At the heart of this expansion is Aloy’s relationship with the new character Seyka, a Quen warrior who joins Aloy on all of the core story missions during Burning Shores. As soon as Aloy arrives in LA, she begins to see a lot of herself in Seyka; she is a capable, intelligent warrior and is seen as an outsider within her Quen. It may help that Seyka already has a Focus. Unlike most characters she befriends in the first two games, she doesn’t have to play dumb when explaining the world to her or have a significant moment when she first gives her a Focus that plays out like every companion entering the TARDIS for the first time. You can tell that the team at Guerrilla Games hopes for Seyka to be an essential character in the next game, and I do like her, but she doesn’t get enough time in this relatively short expansion to become as crucial to Aloy at the end of this story as she does.

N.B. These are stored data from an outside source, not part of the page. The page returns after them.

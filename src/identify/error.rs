//! Identification failure taxonomy.

/// Message shown when the service answered with something unparseable.
pub const MALFORMED_RESPONSE_MESSAGE: &str = "Failed to identify fish. Please try again.";

/// Message shown when the service could not be reached in time.
pub const TRANSPORT_FAILURE_MESSAGE: &str =
    "Could not reach the identification service. Please try again.";

/// Why an identification did not produce a [`crate::domain::FishIdentification`].
#[derive(Debug, Clone, PartialEq, Eq, thiserror::Error)]
pub enum IdentifyError {
    /// The model ran but declared the photo unusable (no fish, unreadable).
    /// Carries the model's user-facing text.
    #[error("{0}")]
    Unidentified(String),

    /// The response did not match the declared output schema.
    #[error("malformed identification response: {0}")]
    MalformedResponse(String),

    /// Network, authentication, quota, or other non-success HTTP outcome.
    #[error("identification service unavailable: {0}")]
    Transport(String),

    /// No answer within the configured timeout.
    #[error("identification timed out")]
    Timeout,
}

impl IdentifyError {
    /// Text to show the angler.
    ///
    /// Domain failures are passed through verbatim; everything else gets a
    /// generic message and the detail stays in the logs.
    #[must_use]
    pub fn user_message(&self) -> String {
        match self {
            Self::Unidentified(message) => message.clone(),
            Self::MalformedResponse(_) => MALFORMED_RESPONSE_MESSAGE.to_string(),
            Self::Transport(_) | Self::Timeout => TRANSPORT_FAILURE_MESSAGE.to_string(),
        }
    }

    /// Short label used in structured logs.
    #[must_use]
    pub const fn kind(&self) -> &'static str {
        match self {
            Self::Unidentified(_) => "unidentified",
            Self::MalformedResponse(_) => "malformed_response",
            Self::Transport(_) => "transport",
            Self::Timeout => "timeout",
        }
    }
}
//! System endpoints: health check.

use axum::extract::State;
use axum::http::StatusCode;
use axum::response::IntoResponse;
use axum::routing::get;
use axum::{Json, Router};
use chrono::Utc;
use serde::Serialize;
use utoipa::ToSchema;

use crate::app_state::AppState;

/// Health check response.
#[derive(Debug, Serialize, ToSchema)]
pub struct HealthResponse {
    status: String,
    timestamp: String,
    version: String,
    sessions: usize,
    catches: usize,
}

/// `GET /health` — Service health status.
#[utoipa::path(
    get,
    path = "/health",
    tag = "System",
    summary = "Health check",
    description = "Returns service health status, version, current timestamp, and live session and catch counts.",
    responses(
        (status = 200, description = "Service is healthy", body = HealthResponse),
    )
)]
pub async fn health_handler(State(state): State<AppState>) -> impl IntoResponse {
    (
        StatusCode::OK,
        Json(HealthResponse {
            status: "healthy".to_string(),
            timestamp: Utc::now().to_rfc3339(),
            version: env!("CARGO_PKG_VERSION").to_string(),
            sessions: state.catch_service.sessions().len().await,
            catches: state.catch_service.catch_count().await,
        }),
    )
}

/// System routes mounted at the root level (not under /api/v1).
pub fn routes() -> Router<AppState> {
    Router::new().route("/health", get(health_handler))
}
//! Shared DTO types used across multiple endpoints.

use serde::{Deserialize, Serialize};
use utoipa::{IntoParams, ToSchema};

/// Pagination query parameters for list endpoints.
#[derive(Debug, Clone, Deserialize, IntoParams)]
#[serde(rename_all = "camelCase")]
#[into_params(parameter_in = Query)]
pub struct PaginationParams {
    /// Page number (1-indexed). Defaults to 1.
    #[serde(default = "default_page")]
    pub page: u32,
    /// Items per page (max 100). Defaults to 20.
    #[serde(default = "default_per_page")]
    pub per_page: u32,
}

/// Pagination metadata included in list responses.
#[derive(Debug, Clone, PartialEq, Eq, Serialize, ToSchema)]
#[serde(rename_all = "camelCase")]
pub struct PaginationMeta {
    /// Current page number.
    pub page: u32,
    /// Items per page.
    pub per_page: u32,
    /// Total number of items.
    pub total: u32,
    /// Total number of pages.
    pub total_pages: u32,
}

fn default_page() -> u32 {
    1
}

fn default_per_page() -> u32 {
    20
}

impl Default for PaginationParams {
    fn default() -> Self {
        Self {
            page: default_page(),
            per_page: default_per_page(),
        }
    }
}

impl PaginationParams {
    /// Clamps `page` to at least 1 and `per_page` to `1..=100`.
    #[must_use]
    pub fn clamped(&self) -> Self {
        Self {
            page: self.page.max(1),
            per_page: self.per_page.clamp(1, 100),
        }
    }

    /// Number of items to skip for this page.
    #[must_use]
    pub fn offset(&self) -> usize {
        let skipped = u64::from(self.page.saturating_sub(1)) * u64::from(self.per_page);
        usize::try_from(skipped).unwrap_or(usize::MAX)
    }

    /// Builds the response metadata for `total` items.
    #[must_use]
    pub fn meta(&self, total: usize) -> PaginationMeta {
        let total = u32::try_from(total).unwrap_or(u32::MAX);
        PaginationMeta {
            page: self.page,
            per_page: self.per_page,
            total,
            total_pages: if total == 0 {
                0
            } else {
                total.div_ceil(self.per_page.max(1))
            },
        }
    }
}

#[cfg(test)]
mod tests {
    use super::*;

    #[test]
    fn clamps_out_of_range_values() {
        let params = PaginationParams {
            page: 0,
            per_page: 500,
        }
        .clamped();
        assert_eq!(params.page, 1);
        assert_eq!(params.per_page, 100);
    }

    #[test]
    fn offset_and_meta() {
        let params = PaginationParams {
            page: 3,
            per_page: 10,
        };
        assert_eq!(params.offset(), 20);
        assert_eq!(
            params.meta(21),
            PaginationMeta {
                page: 3,
                per_page: 10,
                total: 21,
                total_pages: 3,
            }
        );
        assert_eq!(params.meta(0).total_pages, 0);
    }
}
//! Concurrent session storage with per-session locking.
//!
//! [`SessionRegistry`] keeps every live [`Session`] in a `HashMap` where
//! each entry sits behind its own [`tokio::sync::RwLock`]. Transitions on
//! one session are serialized; different sessions never contend.

use std::collections::HashMap;
use std::sync::Arc;

use chrono::{DateTime, Utc};
use tokio::sync::RwLock;

use super::{Session, SessionId};
use crate::error::GatewayError;

/// Shared handle to one session.
pub type SessionHandle = Arc<RwLock<Session>>;

/// Central store for all client sessions.
#[derive(Debug, Default)]
pub struct SessionRegistry {
    sessions: RwLock<HashMap<SessionId, SessionHandle>>,
}

impl SessionRegistry {
    /// Creates an empty registry.
    #[must_use]
    pub fn new() -> Self {
        Self::default()
    }

    /// Registers a new session and returns its handle.
    ///
    /// # Errors
    ///
    /// Returns [`GatewayError::Internal`] if the id is already taken
    /// (cannot happen with UUID v4).
    pub async fn insert(&self, session: Session) -> Result<SessionHandle, GatewayError> {
        let session_id = session.session_id();
        let mut map = self.sessions.write().await;
        if map.contains_key(&session_id) {
            return Err(GatewayError::Internal(format!(
                "session {session_id} already exists"
            )));
        }
        let handle = Arc::new(RwLock::new(session));
        map.insert(session_id, Arc::clone(&handle));
        Ok(handle)
    }

    /// Returns the handle for `session_id`.
    ///
    /// # Errors
    ///
    /// Returns [`GatewayError::SessionNotFound`] if no such session exists.
    pub async fn get(&self, session_id: SessionId) -> Result<SessionHandle, GatewayError> {
        let map = self.sessions.read().await;
        map.get(&session_id)
            .map(Arc::clone)
            .ok_or(GatewayError::SessionNotFound(*session_id.as_uuid()))
    }

    /// Removes a session.
    ///
    /// Identification tasks still holding the handle finish against the
    /// detached session and their results are never observed.
    ///
    /// # Errors
    ///
    /// Returns [`GatewayError::SessionNotFound`] if no such session exists.
    pub async fn remove(&self, session_id: SessionId) -> Result<(), GatewayError> {
        let mut map = self.sessions.write().await;
        map.remove(&session_id)
            .map(|_| ())
            .ok_or(GatewayError::SessionNotFound(*session_id.as_uuid()))
    }

    /// Drops every session left unchanged since `cutoff` and returns their
    /// ids.
    ///
    /// Sessions with an identification in flight are kept, as are sessions
    /// whose lock is currently held.
    pub async fn evict_idle(&self, cutoff: DateTime<Utc>) -> Vec<SessionId> {
        let mut map = self.sessions.write().await;
        let mut evicted = Vec::new();
        map.retain(|session_id, handle| {
            let idle = handle
                .try_read()
                .is_ok_and(|session| !session.is_loading() && session.last_modified_at() <= cutoff);
            if idle {
                evicted.push(*session_id);
            }
            !idle
        });
        evicted
    }

    /// Returns the number of live sessions.
    pub async fn len(&self) -> usize {
        self.sessions.read().await.len()
    }

    /// Returns `true` if there are no live sessions.
    pub async fn is_empty(&self) -> bool {
        self.sessions.read().await.is_empty()
    }
}

#[cfg(test)]
#[allow(clippy::panic)]
mod tests {
    use std::time::Duration;

    use super::*;
    use crate::domain::ImageUpload;

    #[tokio::test]
    async fn insert_and_get() {
        let registry = SessionRegistry::new();
        let id = SessionId::new();
        let Ok(_) = registry.insert(Session::new(id)).await else {
            panic!("insert failed");
        };

        let Ok(handle) = registry.get(id).await else {
            panic!("session not found");
        };
        assert_eq!(handle.read().await.session_id(), id);
        assert_eq!(registry.len().await, 1);
    }

    #[tokio::test]
    async fn duplicate_insert_fails() {
        let registry = SessionRegistry::new();
        let id = SessionId::new();
        assert!(registry.insert(Session::new(id)).await.is_ok());
        assert!(registry.insert(Session::new(id)).await.is_err());
    }

    #[tokio::test]
    async fn missing_session_is_not_found() {
        let registry = SessionRegistry::new();
        let result = registry.get(SessionId::new()).await;
        assert!(matches!(result, Err(GatewayError::SessionNotFound(_))));
    }

    #[tokio::test]
    async fn remove_detaches_session() {
        let registry = SessionRegistry::new();
        let id = SessionId::new();
        assert!(registry.insert(Session::new(id)).await.is_ok());
        assert!(registry.remove(id).await.is_ok());
        assert!(registry.is_empty().await);
        assert!(matches!(
            registry.remove(id).await,
            Err(GatewayError::SessionNotFound(_))
        ));
    }

    #[tokio::test]
    async fn evict_idle_drops_only_untouched_sessions() {
        let registry = SessionRegistry::new();
        let idle = SessionId::new();
        assert!(registry.insert(Session::new(idle)).await.is_ok());
        tokio::time::sleep(Duration::from_millis(10)).await;
        let cutoff = Utc::now();
        tokio::time::sleep(Duration::from_millis(10)).await;
        let fresh = SessionId::new();
        assert!(registry.insert(Session::new(fresh)).await.is_ok());

        assert_eq!(registry.evict_idle(cutoff).await, vec![idle]);
        assert!(registry.get(idle).await.is_err());
        assert!(registry.get(fresh).await.is_ok());
    }

    #[tokio::test]
    async fn evict_idle_keeps_loading_sessions() {
        let registry = SessionRegistry::new();
        let id = SessionId::new();
        let Ok(handle) = registry.insert(Session::new(id)).await else {
            panic!("insert failed");
        };
        let Ok(image) = ImageUpload::new("cGlrZQ==", "image/jpeg") else {
            panic!("valid image");
        };
        let _generation = handle.write().await.submit_image(image);
        tokio::time::sleep(Duration::from_millis(10)).await;

        assert!(registry.evict_idle(Utc::now()).await.is_empty());
        assert_eq!(registry.len().await, 1);
    }

    #[tokio::test]
    async fn evict_idle_skips_locked_sessions() {
        let registry = SessionRegistry::new();
        let id = SessionId::new();
        let Ok(handle) = registry.insert(Session::new(id)).await else {
            panic!("insert failed");
        };
        tokio::time::sleep(Duration::from_millis(10)).await;

        let guard = handle.write().await;
        assert!(registry.evict_idle(Utc::now()).await.is_empty());
        drop(guard);
        assert_eq!(registry.evict_idle(Utc::now()).await, vec![id]);
    }
}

It took me about four to five hours to beat the story missions in Horizon Forbidden West: Burning Shores. That was with a little messing between missions to do a couple of side missions and gather some materials to upgrade a new piece of gear you obtain during the story. There’s enough here that I can see a 100% completion of Burning Shores taking around eight or ten hours, which feels solid considering the price and the fact you must beat the main game first. Some of the side content is collecting fodder, while my favourite side mission saw the return of a fun character from the Horizon Zero Dawn: Frozen Wilds DLC.
If you enjoyed your time with Horizon Forbidden West, you’ll want to play Burning Shores. It’s the next chapter in the Horizon story, a stepping stone towards the next game while also giving you an excuse to fly, dive, and glide around this beautiful world once again.